WHAT IS NEEDED
Pick out the lines below with "BytesEnd" and list them.

DATASET RECORDS
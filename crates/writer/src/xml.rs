//! Low-level tag emission over quick-xml.
//!
//! [`XmlEmitter`] writes events straight to the output with no indentation;
//! attribute and text escaping are quick-xml's responsibility, never the
//! caller's. [`AttrList`] carries an element's attributes as an explicit
//! ordered sequence, because attribute order is part of the document
//! contract.

use std::io::Write;

use quick_xml::Writer;
use quick_xml::events::{BytesDecl, BytesEnd, BytesStart, Event};

use crate::error::Result;

/// Ordered attribute list for one element.
///
/// Append order is emission order. Conditional attributes are expressed as
/// plain `if` guards around [`push`](Self::push) at the call site, keeping
/// each element's attribute sequence readable top to bottom.
#[derive(Debug, Default)]
pub struct AttrList {
    entries: Vec<(&'static str, String)>,
}

impl AttrList {
    pub fn new() -> Self {
        Self::default()
    }

    /// Appends one attribute.
    pub fn push(&mut self, name: &'static str, value: impl Into<String>) {
        self.entries.push((name, value.into()));
    }

    pub fn is_empty(&self) -> bool {
        self.entries.is_empty()
    }

    /// Attributes in emission order.
    pub fn iter(&self) -> impl Iterator<Item = (&'static str, &str)> {
        self.entries
            .iter()
            .map(|(name, value)| (*name, value.as_str()))
    }

    fn apply(&self, element: &mut BytesStart<'_>) {
        for (name, value) in self.iter() {
            element.push_attribute((name, value));
        }
    }
}

/// Event writer for one XML document.
pub struct XmlEmitter<W: Write> {
    writer: Writer<W>,
}

impl<W: Write> XmlEmitter<W> {
    pub fn new(writer: W) -> Self {
        Self {
            writer: Writer::new(writer),
        }
    }

    /// Emits the `<?xml version="1.0" encoding="UTF-8"?>` declaration.
    pub fn declaration(&mut self) -> Result<()> {
        self.writer
            .write_event(Event::Decl(BytesDecl::new("1.0", Some("UTF-8"), None)))?;
        Ok(())
    }

    /// Opens an element. Every `start` must be paired with an
    /// [`end`](Self::end) for the same tag.
    pub fn start(&mut self, tag: &str, attrs: &AttrList) -> Result<()> {
        let mut element = BytesStart::new(tag);
        attrs.apply(&mut element);
        self.writer.write_event(Event::Start(element))?;
        Ok(())
    }

    /// Closes an element previously opened with [`start`](Self::start).
    pub fn end(&mut self, tag: &str) -> Result<()> {
        self.writer.write_event(Event::End(BytesEnd::new(tag)))?;
        Ok(())
    }

    /// Writes a self-closing element.
    pub fn empty(&mut self, tag: &str, attrs: &AttrList) -> Result<()> {
        let mut element = BytesStart::new(tag);
        attrs.apply(&mut element);
        self.writer.write_event(Event::Empty(element))?;
        Ok(())
    }
}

REPLY TO THE EXERCISE
use quick_xml::events::{BytesDecl, BytesEnd, BytesStart, Event};
        self.writer.write_event(Event::End(BytesEnd::new(tag)))?;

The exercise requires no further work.